* **Stored data**:
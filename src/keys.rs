//! Raw key events and their platform-neutral classification.
//!
//! Events carry the DOM `code` string and the four hardware modifier flags.
//! [`classify`] folds them into a [`Combo`] according to the session's
//! [`PlatformMode`]; the two conventions are intentionally asymmetric:
//!
//! | Combo | Mac | Other |
//! |---|---|---|
//! | primary | Cmd | Ctrl |
//! | primary + secondary | Cmd+Ctrl | Ctrl+Alt |
//! | primary + option | Cmd+Option | Ctrl+Alt |

use crate::host::ElementRef;
use crate::platform::PlatformMode;
use bitflags::bitflags;
use serde::{Deserialize, Serialize};

bitflags! {
    /// Modifier keys held during a key event.
    #[derive(Debug, Clone, Copy, PartialEq, Eq, Hash, Default, Serialize, Deserialize)]
    #[serde(transparent)]
    pub struct Modifiers: u8 {
        const META = 0b0001;
        const CTRL = 0b0010;
        const ALT = 0b0100;
        const SHIFT = 0b1000;
    }
}

/// DOM event type a key event arrived as.
#[derive(Debug, Clone, Copy, PartialEq, Eq, Hash, Default, Serialize, Deserialize)]
pub enum KeyPhase {
    #[default]
    #[serde(rename = "keydown")]
    Down,
    #[serde(rename = "keyup")]
    Up,
    #[serde(rename = "keypress")]
    Press,
}

/// A key event as observed by the document-level capture listener.
#[derive(Debug, Clone, PartialEq, Eq, Serialize, Deserialize)]
pub struct KeyEvent {
    #[serde(default)]
    pub phase: KeyPhase,
    /// Physical key identifier (`KeyboardEvent.code`)
    pub code: String,
    #[serde(default)]
    pub modifiers: Modifiers,
    /// Element the event was dispatched to
    #[serde(default)]
    pub target: Option<ElementRef>,
}

impl KeyEvent {
    /// A keydown event with no target.
    pub fn down(code: &str, modifiers: Modifiers) -> Self {
        Self {
            phase: KeyPhase::Down,
            code: code.to_string(),
            modifiers,
            target: None,
        }
    }

    pub fn in_phase(mut self, phase: KeyPhase) -> Self {
        self.phase = phase;
        self
    }

    pub fn on(mut self, target: ElementRef) -> Self {
        self.target = Some(target);
        self
    }
}

/// Physical keys any shortcut is bound to.
#[derive(Debug, Clone, Copy, PartialEq, Eq, Hash)]
pub enum Key {
    Enter,
    Backslash,
    E,
    T,
    A,
    N,
    I,
    V,
    K,
    Escape,
}

impl Key {
    /// Parse a DOM `code` value. Keys no shortcut uses yield `None`.
    pub fn from_code(code: &str) -> Option<Self> {
        Some(match code {
            "Enter" => Key::Enter,
            "Backslash" => Key::Backslash,
            "KeyE" => Key::E,
            "KeyT" => Key::T,
            "KeyA" => Key::A,
            "KeyN" => Key::N,
            "KeyI" => Key::I,
            "KeyV" => Key::V,
            "KeyK" => Key::K,
            "Escape" => Key::Escape,
            _ => return None,
        })
    }

    pub fn label(&self) -> &'static str {
        match self {
            Key::Enter => "ENTER",
            Key::Backslash => "\\",
            Key::E => "E",
            Key::T => "T",
            Key::A => "A",
            Key::N => "N",
            Key::I => "I",
            Key::V => "V",
            Key::K => "K",
            Key::Escape => "ESC",
        }
    }
}

/// Platform-normalised key chord. Recomputed per event, never stored.
#[derive(Debug, Clone, Copy, PartialEq, Eq, Hash)]
pub struct Combo {
    pub primary: bool,
    pub secondary: bool,
    pub shift: bool,
    /// Alt not absorbed into the secondary modifier
    pub alt: bool,
    pub key: Key,
}

impl Combo {
    pub const fn bare(key: Key) -> Self {
        Self {
            primary: false,
            secondary: false,
            shift: false,
            alt: false,
            key,
        }
    }
}

/// Map a raw event to a combo under the given platform convention.
///
/// Returns `None` for keys no shortcut uses and, on non-Mac platforms, for
/// events with Meta held since no combo there involves it.
pub fn classify(event: &KeyEvent, mode: PlatformMode) -> Option<Combo> {
    let key = Key::from_code(&event.code)?;
    let mods = event.modifiers;
    let shift = mods.contains(Modifiers::SHIFT);

    match mode {
        PlatformMode::Mac => Some(Combo {
            primary: mods.contains(Modifiers::META),
            secondary: mods.contains(Modifiers::CTRL),
            shift,
            alt: mods.contains(Modifiers::ALT),
            key,
        }),
        PlatformMode::Other => {
            if mods.contains(Modifiers::META) {
                return None;
            }
            let ctrl = mods.contains(Modifiers::CTRL);
            let alt = mods.contains(Modifiers::ALT);
            Some(Combo {
                primary: ctrl,
                secondary: ctrl && alt,
                shift,
                alt: alt && !ctrl,
                key,
            })
        }
    }
}

/// How a command is triggered, independent of platform.
#[derive(Debug, Clone, Copy, PartialEq, Eq)]
pub enum Trigger {
    /// Key alone
    Bare(Key),
    /// Alt/Option + key
    Alt(Key),
    /// Shift + key
    Shift(Key),
    /// Primary modifier + key
    Primary(Key),
    /// Primary + secondary modifier + key (Cmd+Ctrl / Ctrl+Alt)
    PrimarySecondary(Key),
    /// Primary + Option on Mac, which collapses to Ctrl+Alt elsewhere
    PrimaryOption(Key),
}

impl Trigger {
    pub fn key(&self) -> Key {
        match *self {
            Trigger::Bare(k)
            | Trigger::Alt(k)
            | Trigger::Shift(k)
            | Trigger::Primary(k)
            | Trigger::PrimarySecondary(k)
            | Trigger::PrimaryOption(k) => k,
        }
    }

    /// The exact combo this trigger expects under `mode`.
    pub fn combo(&self, mode: PlatformMode) -> Combo {
        let base = Combo::bare(self.key());
        match self {
            Trigger::Bare(_) => base,
            Trigger::Alt(_) => Combo { alt: true, ..base },
            Trigger::Shift(_) => Combo { shift: true, ..base },
            Trigger::Primary(_) => Combo { primary: true, ..base },
            Trigger::PrimarySecondary(_) => Combo {
                primary: true,
                secondary: true,
                ..base
            },
            Trigger::PrimaryOption(_) => match mode {
                PlatformMode::Mac => Combo {
                    primary: true,
                    alt: true,
                    ..base
                },
                PlatformMode::Other => Combo {
                    primary: true,
                    secondary: true,
                    ..base
                },
            },
        }
    }

    /// Exact-match test: every modifier must agree.
    pub fn matches(&self, combo: &Combo, mode: PlatformMode) -> bool {
        self.combo(mode) == *combo
    }

    /// Human-readable label, e.g. `CMD + CTRL + E` or `CTRL + ALT + E`.
    pub fn label(&self, mode: PlatformMode) -> String {
        let combo = self.combo(mode);
        let mut parts: Vec<&str> = Vec::new();
        if combo.primary {
            parts.push(if mode.is_mac() { "CMD" } else { "CTRL" });
        }
        if combo.secondary {
            parts.push(if mode.is_mac() { "CTRL" } else { "ALT" });
        }
        if combo.alt {
            parts.push(if mode.is_mac() { "OPTION" } else { "ALT" });
        }
        if combo.shift {
            parts.push("SHIFT");
        }
        parts.push(combo.key.label());
        parts.join(" + ")
    }
}
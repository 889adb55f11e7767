//! Toggleable shortcuts reference overlay.
//!
//! The overlay is mounted lazily on first use and reused afterwards. Showing it
//! locks page scroll; hiding it restores whatever overflow style the body had
//! before.

use crate::host::Host;
use crate::platform::PlatformMode;
use crate::shortcuts::overlay_view;
use serde::Serialize;

/// Rendered overlay content handed to the host once.
#[derive(Debug, Clone, PartialEq, Eq, Serialize)]
pub struct OverlayView {
    pub title: String,
    pub subtitle: String,
    pub sections: Vec<OverlaySection>,
}

#[derive(Debug, Clone, PartialEq, Eq, Serialize)]
pub struct OverlaySection {
    pub title: String,
    pub entries: Vec<OverlayEntry>,
}

#[derive(Debug, Clone, PartialEq, Eq, Serialize)]
pub struct OverlayEntry {
    pub combo: String,
    pub description: String,
}

/// Transient visibility state, created on first toggle.
#[derive(Debug, Clone, Default, PartialEq, Eq)]
pub struct OverlayState {
    pub visible: bool,
    /// Body overflow captured when the overlay was shown
    pub prior_body_overflow: Option<String>,
}

#[derive(Debug, Default)]
pub struct ShortcutsOverlay {
    state: Option<OverlayState>,
}

impl ShortcutsOverlay {
    pub fn new() -> Self {
        Self::default()
    }

    pub fn is_visible(&self) -> bool {
        self.state.as_ref().map(|s| s.visible).unwrap_or(false)
    }

    /// `None` until the overlay has been built.
    pub fn state(&self) -> Option<&OverlayState> {
        self.state.as_ref()
    }

    fn ensure_mounted<H: Host + ?Sized>(&mut self, host: &mut H, mode: PlatformMode) -> &mut OverlayState {
        self.state.get_or_insert_with(|| {
            tracing::debug!("mounting shortcuts overlay");
            host.mount_overlay(&overlay_view(mode));
            OverlayState::default()
        })
    }

    pub fn toggle<H: Host + ?Sized>(&mut self, host: &mut H, mode: PlatformMode) {
        if self.is_visible() {
            self.hide(host);
        } else {
            self.show(host, mode);
        }
    }

    pub fn show<H: Host + ?Sized>(&mut self, host: &mut H, mode: PlatformMode) {
        let state = self.ensure_mounted(host, mode);
        if state.visible {
            return;
        }
        state.prior_body_overflow = Some(host.body_overflow());
        state.visible = true;
        host.set_body_overflow("hidden");
        host.set_overlay_visible(true);
        host.focus_overlay();
    }

    /// Hide the overlay. A no-op if it was never built or is already hidden.
    pub fn hide<H: Host + ?Sized>(&mut self, host: &mut H) {
        let Some(state) = self.state.as_mut() else {
            return;
        };
        if !state.visible {
            return;
        }
        state.visible = false;
        host.set_overlay_visible(false);
        if let Some(prior) = state.prior_body_overflow.take() {
            host.set_body_overflow(&prior);
        }
    }
}
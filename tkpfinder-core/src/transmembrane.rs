//! Transmembrane region prediction contract.
//!
//! Predictions come from an external model. The crate ships the parser of
//! its GFF3-like `TMRs.gff3` output and a predictor that serves such a file.

use std::collections::HashSet;
use std::fs;
use std::path::PathBuf;

use tracing::debug;

use crate::sequence::SequenceInput;
use crate::types::TkpError;

/// A predicted region, 1-based and inclusive as written by the model.
#[derive(Debug, Clone, PartialEq, Eq)]
pub struct Region {
    pub start: usize,
    pub end: usize,
    /// Topology label such as `TMhelix`, `inside` or `outside`
    pub label: String,
}

/// External transmembrane region predictor.
pub trait RegionPredictor {
    /// Predicts regions for every sequence of `input`.
    ///
    /// # Errors
    ///
    /// Returns [`TkpError`] when the input cannot be read or the
    /// prediction cannot be parsed.
    fn predict_regions(&self, input: &SequenceInput)
        -> Result<Vec<(String, Vec<Region>)>, TkpError>;
}

/// Parses the `TMRs.gff3` output of the transmembrane model.
///
/// Blank and `#` lines are skipped. Records of consecutive sequences are
/// separated by lines starting with `//`. Each record line holds the
/// sequence id, the region label, start and end, separated by tabs.
///
/// # Examples
///
/// ```rust
/// use tkpfinder_core::transmembrane::parse_tmr_gff3;
///
/// let text = "##gff-version 3\n# p1 Length: 40\np1\tinside\t1\t10\np1\tTMhelix\t11\t30\n//\n";
/// let parsed = parse_tmr_gff3(text)?;
/// assert_eq!(parsed[0].0, "p1");
/// assert_eq!(parsed[0].1[1].label, "TMhelix");
/// # Ok::<(), tkpfinder_core::types::TkpError>(())
/// ```
pub fn parse_tmr_gff3(text: &str) -> Result<Vec<(String, Vec<Region>)>, TkpError> {
    let mut parsed = Vec::new();
    let mut chunk: Vec<&str> = Vec::new();

    for line in text.lines() {
        let line = line.trim_end_matches('\r');
        if line.is_empty() || line.starts_with('#') {
            continue;
        }
        if line.starts_with("//") {
            if !chunk.is_empty() {
                parsed.push(parse_chunk(&chunk)?);
                chunk.clear();
            }
            continue;
        }
        chunk.push(line);
    }
    if !chunk.is_empty() {
        parsed.push(parse_chunk(&chunk)?);
    }

    Ok(parsed)
}

fn parse_chunk(lines: &[&str]) -> Result<(String, Vec<Region>), TkpError> {
    let mut chain_id = None;
    let mut regions = Vec::with_capacity(lines.len());
    for line in lines {
        let fields: Vec<&str> = line.split('\t').collect();
        if fields.len() < 4 {
            return Err(TkpError::ParseError(format!(
                "expected at least 4 tab-separated fields in `{line}`"
            )));
        }
        let coordinate = |field: &str| {
            field.trim().parse::<usize>().map_err(|_| {
                TkpError::ParseError(format!("invalid coordinate `{field}` in `{line}`"))
            })
        };
        chain_id.get_or_insert_with(|| fields[0].to_string());
        regions.push(Region {
            start: coordinate(fields[2])?,
            end: coordinate(fields[3])?,
            label: fields[1].to_string(),
        });
    }
    let chain_id = chain_id.ok_or_else(|| TkpError::ParseError("empty GFF3 record".to_string()))?;
    Ok((chain_id, regions))
}

/// Serves regions from a previously produced `TMRs.gff3`.
#[derive(Debug, Clone)]
pub struct Gff3RegionFile {
    path: PathBuf,
}

impl Gff3RegionFile {
    #[must_use]
    pub fn new(path: impl Into<PathBuf>) -> Self {
        Self { path: path.into() }
    }
}

impl RegionPredictor for Gff3RegionFile {
    /// Returns the records of the file that belong to sequences of `input`.
    fn predict_regions(
        &self,
        input: &SequenceInput,
    ) -> Result<Vec<(String, Vec<Region>)>, TkpError> {
        let ids: HashSet<String> = input
            .clone()
            .into_chains()?
            .into_iter()
            .map(|chain| chain.id)
            .collect();
        let text = fs::read_to_string(&self.path)?;
        let regions: Vec<_> = parse_tmr_gff3(&text)?
            .into_iter()
            .filter(|(id, _)| ids.contains(id))
            .collect();
        debug!(path = %self.path.display(), sequences = regions.len(), "read transmembrane regions");
        Ok(regions)
    }
}
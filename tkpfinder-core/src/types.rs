use std::fmt;
use std::str::FromStr;

use serde::{Deserialize, Serialize};
use thiserror::Error;

use crate::constants::{MISSING_RESIDUE, TARGET_LABEL};

/// Per-residue profile numbering of a domain.
///
/// Entry `i` holds the 1-based profile node aligned to the `i`-th residue of
/// the domain, or `None` when the residue sits in an insert state.
pub type Numbering = Vec<Option<usize>>;

/// Annotation categories recognised by the pipeline.
///
/// `Target` marks the kinase domains found during discovery. The remaining
/// variants are the secondary profile collections, each resolved on its own.
///
/// # Examples
///
/// ```rust
/// use tkpfinder_core::types::Category;
///
/// let category: Category = "Family".parse().unwrap();
/// assert_eq!(category, Category::Family);
/// assert_eq!(Category::Target.label(), "Target");
/// ```
#[derive(Debug, Clone, Copy, PartialEq, Eq, Hash, PartialOrd, Ord, Serialize, Deserialize)]
pub enum Category {
    /// Kinase domains found with the target profile
    Target,
    /// Pfam "Family" profiles
    Family,
    /// Pfam "Domain" profiles
    Domain,
    /// Pfam "Motif" profiles
    Motif,
}

impl Category {
    /// Default processing order of the secondary categories.
    pub const SECONDARY: [Category; 3] = [Category::Family, Category::Domain, Category::Motif];

    /// Label used in file names, ids and the summary table.
    #[must_use]
    pub const fn label(self) -> &'static str {
        match self {
            Self::Target => TARGET_LABEL,
            Self::Family => "Family",
            Self::Domain => "Domain",
            Self::Motif => "Motif",
        }
    }
}

impl fmt::Display for Category {
    fn fmt(&self, f: &mut fmt::Formatter<'_>) -> fmt::Result {
        f.write_str(self.label())
    }
}

impl FromStr for Category {
    type Err = TkpError;

    fn from_str(s: &str) -> Result<Self, Self::Err> {
        match s {
            "Target" => Ok(Self::Target),
            "Family" => Ok(Self::Family),
            "Domain" => Ok(Self::Domain),
            "Motif" => Ok(Self::Motif),
            other => Err(TkpError::InvalidConfig(format!(
                "unknown annotation category `{other}` (expected Family, Domain or Motif)"
            ))),
        }
    }
}

/// Half-open residue interval `[start, end)` on a parent chain.
///
/// Deserialization goes through [`Interval::new`], so stored intervals are
/// never empty or inverted.
#[derive(Debug, Clone, Copy, PartialEq, Eq, Hash, PartialOrd, Ord, Serialize, Deserialize)]
#[serde(try_from = "RawInterval")]
pub struct Interval {
    /// 0-based first residue
    pub start: usize,
    /// 0-based position one past the last residue
    pub end: usize,
}

impl Interval {
    /// Creates an interval, rejecting empty or inverted ranges.
    pub fn new(start: usize, end: usize) -> Result<Self, TkpError> {
        if start >= end {
            return Err(TkpError::InvalidInput(format!(
                "empty or inverted interval [{start}, {end})"
            )));
        }
        Ok(Self { start, end })
    }

    #[must_use]
    pub const fn len(&self) -> usize {
        self.end - self.start
    }

    #[must_use]
    pub const fn is_empty(&self) -> bool {
        self.start >= self.end
    }

    /// Two half-open intervals overlap iff they share at least one residue.
    #[must_use]
    pub const fn overlaps(&self, other: &Interval) -> bool {
        self.start < other.end && other.start < self.end
    }
}

#[derive(Deserialize)]
struct RawInterval {
    start: usize,
    end: usize,
}

impl TryFrom<RawInterval> for Interval {
    type Error = TkpError;

    fn try_from(raw: RawInterval) -> Result<Self, Self::Error> {
        Self::new(raw.start, raw.end)
    }
}

impl fmt::Display for Interval {
    fn fmt(&self, f: &mut fmt::Formatter<'_>) -> fmt::Result {
        write!(f, "{}-{}", self.start, self.end)
    }
}

/// Activity call for a target kinase domain.
#[derive(Debug, Clone, Copy, PartialEq, Eq, Serialize, Deserialize)]
pub enum Activity {
    /// Every conserved residue of the reference motif is present
    Active,
    /// At least one conserved residue is substituted
    Pseudo,
}

impl Activity {
    #[must_use]
    pub const fn is_active(self) -> bool {
        matches!(self, Self::Active)
    }
}

/// A scored region of a chain produced by one profile.
///
/// The id is derived from the category, the profile and the interval, so
/// scoring the same profile twice replaces rather than duplicates.
#[derive(Debug, Clone, PartialEq, Serialize, Deserialize)]
pub struct Annotation {
    /// Deterministic identifier, see [`Annotation::make_id`]
    pub id: String,
    /// Display label (`PK_1`, `PPK_2`, or the profile name)
    pub name: String,
    /// Residue interval on the parent chain
    pub interval: Interval,
    /// Category the source profile belongs to
    pub category: Category,
    /// Source profile identifier
    pub profile: String,
    /// Domain bit score reported by the scoring engine
    pub score: f64,
    /// Fraction of the profile covered by the alignment
    pub coverage: Option<f64>,
    /// Profile node per residue, when the engine reported an alignment
    #[serde(default, skip_serializing_if = "Option::is_none")]
    pub numbering: Option<Numbering>,
    /// Residues at the conserved positions, concatenated
    #[serde(default, skip_serializing_if = "Option::is_none")]
    pub motif: Option<String>,
    /// Activity call derived from [`Annotation::motif`]
    #[serde(default, skip_serializing_if = "Option::is_none")]
    pub activity: Option<Activity>,
}

impl Annotation {
    /// Builds the deterministic annotation id.
    #[must_use]
    pub fn make_id(category: Category, profile: &str, interval: Interval) -> String {
        format!("{}_{}_{}", category.label(), profile, interval)
    }

    /// Creates an annotation checked against the parent's length.
    pub fn new(
        parent: &Chain,
        category: Category,
        profile: impl Into<String>,
        interval: Interval,
        score: f64,
    ) -> Result<Self, TkpError> {
        if interval.is_empty() || interval.end > parent.len() {
            return Err(TkpError::InvalidInput(format!(
                "interval [{}, {}) does not fit chain {} of length {}",
                interval.start,
                interval.end,
                parent.id,
                parent.len()
            )));
        }
        let profile = profile.into();
        Ok(Self {
            id: Self::make_id(category, &profile, interval),
            name: profile.clone(),
            interval,
            category,
            profile,
            score,
            coverage: None,
            numbering: None,
            motif: None,
            activity: None,
        })
    }

    #[must_use]
    pub const fn start(&self) -> usize {
        self.interval.start
    }

    #[must_use]
    pub const fn end(&self) -> usize {
        self.interval.end
    }

    #[must_use]
    pub const fn len(&self) -> usize {
        self.interval.len()
    }

    #[must_use]
    pub const fn is_empty(&self) -> bool {
        self.interval.is_empty()
    }

    /// Motif string or the `-` placeholder for unclassified annotations.
    #[must_use]
    pub fn motif_label(&self) -> &str {
        self.motif.as_deref().unwrap_or("-")
    }
}

/// A named protein sequence with its domain annotations.
///
/// Annotations are kept in insertion order and keyed by id.
#[derive(Debug, Clone, PartialEq, Serialize, Deserialize)]
pub struct Chain {
    /// Identifier taken from the first word of the FASTA header
    pub id: String,
    /// Residues in one-letter code
    pub seq: String,
    annotations: Vec<Annotation>,
}

impl Chain {
    #[must_use]
    pub fn new(id: impl Into<String>, seq: impl Into<String>) -> Self {
        Self {
            id: id.into(),
            seq: seq.into(),
            annotations: Vec::new(),
        }
    }

    #[must_use]
    pub fn len(&self) -> usize {
        self.seq.len()
    }

    #[must_use]
    pub fn is_empty(&self) -> bool {
        self.seq.is_empty()
    }

    #[must_use]
    pub fn annotations(&self) -> &[Annotation] {
        &self.annotations
    }

    pub fn annotations_mut(&mut self) -> impl Iterator<Item = &mut Annotation> {
        self.annotations.iter_mut()
    }

    /// Annotations of one category, in insertion order.
    pub fn annotations_of(&self, category: Category) -> impl Iterator<Item = &Annotation> {
        self.annotations
            .iter()
            .filter(move |a| a.category == category)
    }

    #[must_use]
    pub fn count_of(&self, category: Category) -> usize {
        self.annotations_of(category).count()
    }

    #[must_use]
    pub fn get(&self, id: &str) -> Option<&Annotation> {
        self.annotations.iter().find(|a| a.id == id)
    }

    /// Inserts an annotation, replacing one with the same id in place.
    ///
    /// Returns `true` when the id was new.
    pub fn insert(&mut self, annotation: Annotation) -> bool {
        match self.annotations.iter_mut().find(|a| a.id == annotation.id) {
            Some(existing) => {
                *existing = annotation;
                false
            }
            None => {
                self.annotations.push(annotation);
                true
            }
        }
    }

    /// Keeps only annotations for which `keep` returns `true`.
    pub fn retain(&mut self, keep: impl FnMut(&Annotation) -> bool) {
        self.annotations.retain(keep);
    }

    /// Residues covered by an annotation of this chain.
    #[must_use]
    pub fn subsequence(&self, annotation: &Annotation) -> &str {
        &self.seq[annotation.start()..annotation.end()]
    }

    /// Residue at a 0-based position, or the placeholder when out of range.
    #[must_use]
    pub fn residue_at(&self, position: usize) -> char {
        self.seq
            .as_bytes()
            .get(position)
            .map_or(MISSING_RESIDUE, |&b| b as char)
    }
}

/// Error types raised by the annotation pipeline
#[derive(Error, Debug)]
pub enum TkpError {
    /// Missing, unreadable or malformed input for one pipeline run
    #[error("Invalid input: {0}")]
    InvalidInput(String),
    /// Configuration rejected before any input is processed
    #[error("Invalid configuration: {0}")]
    InvalidConfig(String),
    /// File I/O operation failed
    #[error("IO error: {0}")]
    IoError(#[from] std::io::Error),
    /// Error parsing FASTA, HMM, domtblout, Stockholm or GFF3 data
    #[error("Parse error: {0}")]
    ParseError(String),
    /// The external profile scoring engine failed for one profile
    #[error("Scoring failed for profile {profile}: {reason}")]
    ScoringError { profile: String, reason: String },
    /// Overlap resolution exceeded its iteration bound
    #[error("Overlap resolution did not converge: {candidates} candidates exceed the limit of {limit} iterations")]
    ConvergenceError { candidates: usize, limit: usize },
    /// A parallel unit of work panicked, timed out or vanished
    #[error("Worker failed on {input}: {reason}")]
    WorkerFailure { input: String, reason: String },
}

* **Exercise brief**: Exactly as written, repeat each line from the beginning of the data above to the line containing "pub struct Modifiers: u8", inclusive.

* **Reply to the task**:
filename src/keys.rs
//! Raw key events and their platform-neutral classification.
//!
//! Events carry the DOM `code` string and the four hardware modifier flags.
//! [`classify`] folds them into a [`Combo`] according to the session's
//! [`PlatformMode`]; the two conventions are intentionally asymmetric:
//!
//! | Combo | Mac | Other |
//! |---|---|---|
//! | primary | Cmd | Ctrl |
//! | primary + secondary | Cmd+Ctrl | Ctrl+Alt |
//! | primary + option | Cmd+Option | Ctrl+Alt |

use crate::host::ElementRef;
use crate::platform::PlatformMode;
use bitflags::bitflags;
use serde::{Deserialize, Serialize};

bitflags! {
    /// Modifier keys held during a key event.
    #[derive(Debug, Clone, Copy, PartialEq, Eq, Hash, Default, Serialize, Deserialize)]
    #[serde(transparent)]
    pub struct Modifiers: u8 {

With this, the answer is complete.